Central nervous system (CNS) cryptococcosis in non-HIV infected patients affects solid organ transplant (SOT) recipients, patients with malignancy, rheumatic disorders, other immunosuppressive conditions and immunocompetent hosts. More recently described risks include the use of newer biologicals and recreational intravenous drug use. Disease is caused by Cryptococcus neoformans and Cryptococcus gattii species complex; C. gattii is endemic in several geographic regions and has caused outbreaks in North America. Major virulence determinants are the polysaccharide capsule, melanin and several ‘invasins’. Cryptococcal plb1, laccase and urease are essential for dissemination from lung to CNS and crossing the blood–brain barrier. Meningo-encephalitis is common but intracerebral infection or hydrocephalus also occur, and are relatively frequent in C. gattii infection. Complications include neurologic deficits, raised intracranial pressure (ICP) and disseminated disease. Diagnosis relies on culture, phenotypic identification methods, and cryptococcal antigen detection. Molecular methods can assist. Preferred induction antifungal therapy is a lipid amphotericin B formulation (amphotericin B deoxycholate may be used in non-transplant patients) plus 5-flucytosine for 2–6 weeks depending on host type followed by consolidation/maintenance therapy with fluconazole for 12 months or longer. Control of raised ICP is essential. Clinicians should be vigilant for immune reconstitution inflammatory syndrome.
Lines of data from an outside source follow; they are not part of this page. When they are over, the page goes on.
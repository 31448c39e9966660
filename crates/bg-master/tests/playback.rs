//! Live playback against a device-free output: commands reach the audio
//! thread and the playhead comes back through the controller.

use std::thread::sleep;
use std::time::Duration;

use bg_audio::{AudioError, Captured, MemoryOutput};
use bg_master::{Controller, GeneratorKind, MasterError, Playhead};

const SR: u32 = 48000;

fn peak(captured: &Captured) -> f32 {
    captured
        .lock()
        .unwrap()
        .iter()
        .map(|f| f.left.abs().max(f.right.abs()))
        .fold(0.0, f32::max)
}

#[test]
fn failed_output_refuses_play() {
    let mut c = Controller::new();
    let result = c.play_with(|| Err::<MemoryOutput, _>(AudioError::NoDevice));
    assert_eq!(result, Err(MasterError::Audio(AudioError::NoDevice)));
    assert!(!c.is_output_open());
    assert!(!c.is_playing());
}

#[test]
fn transport_runs_on_the_audio_thread() {
    let mut c = Controller::new();
    let kick = c.add_track(GeneratorKind::Kick, None);
    for step in 0..16 {
        c.toggle_step(kick, step);
    }
    let (output, captured) = MemoryOutput::new(SR, 10);
    c.play_with(move || Ok(output)).unwrap();
    sleep(Duration::from_millis(400));

    assert!(c.is_output_open());
    assert!(c.is_playing());
    assert!(c.playhead().step.is_some());
    assert!(peak(&captured) > 0.01);

    c.stop();
    sleep(Duration::from_millis(100));
    assert!(!c.is_playing());
    assert_eq!(c.playhead(), Playhead::stopped());

    c.close_output();
    assert!(!c.is_output_open());
}

#[test]
fn edits_reach_a_running_engine() {
    let mut c = Controller::new();
    let kick = c.add_track(GeneratorKind::Kick, None);
    for step in 0..16 {
        c.toggle_step(kick, step);
    }
    c.set_mute(kick, true);
    let (output, captured) = MemoryOutput::new(SR, 10);
    c.play_with(move || Ok(output)).unwrap();
    sleep(Duration::from_millis(300));
    assert_eq!(peak(&captured), 0.0);

    c.set_mute(kick, false);
    sleep(Duration::from_millis(500));
    assert!(peak(&captured) > 0.01);
}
View Full-Text
Keywords: Cryptococcosis; Cryptococcus neoformans; Cryptococcus gattii; central nervous system; meningo-encephalitis; cerebral infection; HIV-negative patients; epidemiology; antifungal therapy Cryptococcosis; Cryptococcus neoformans; Cryptococcus gattii; central nervous system; meningo-encephalitis; cerebral infection; HIV-negative patients; epidemiology; antifungal therapy
This is an open access article distributed under the Creative Commons Attribution License which permits unrestricted use, distribution, and reproduction in any medium, provided the original work is properly cited (CC BY 4.0).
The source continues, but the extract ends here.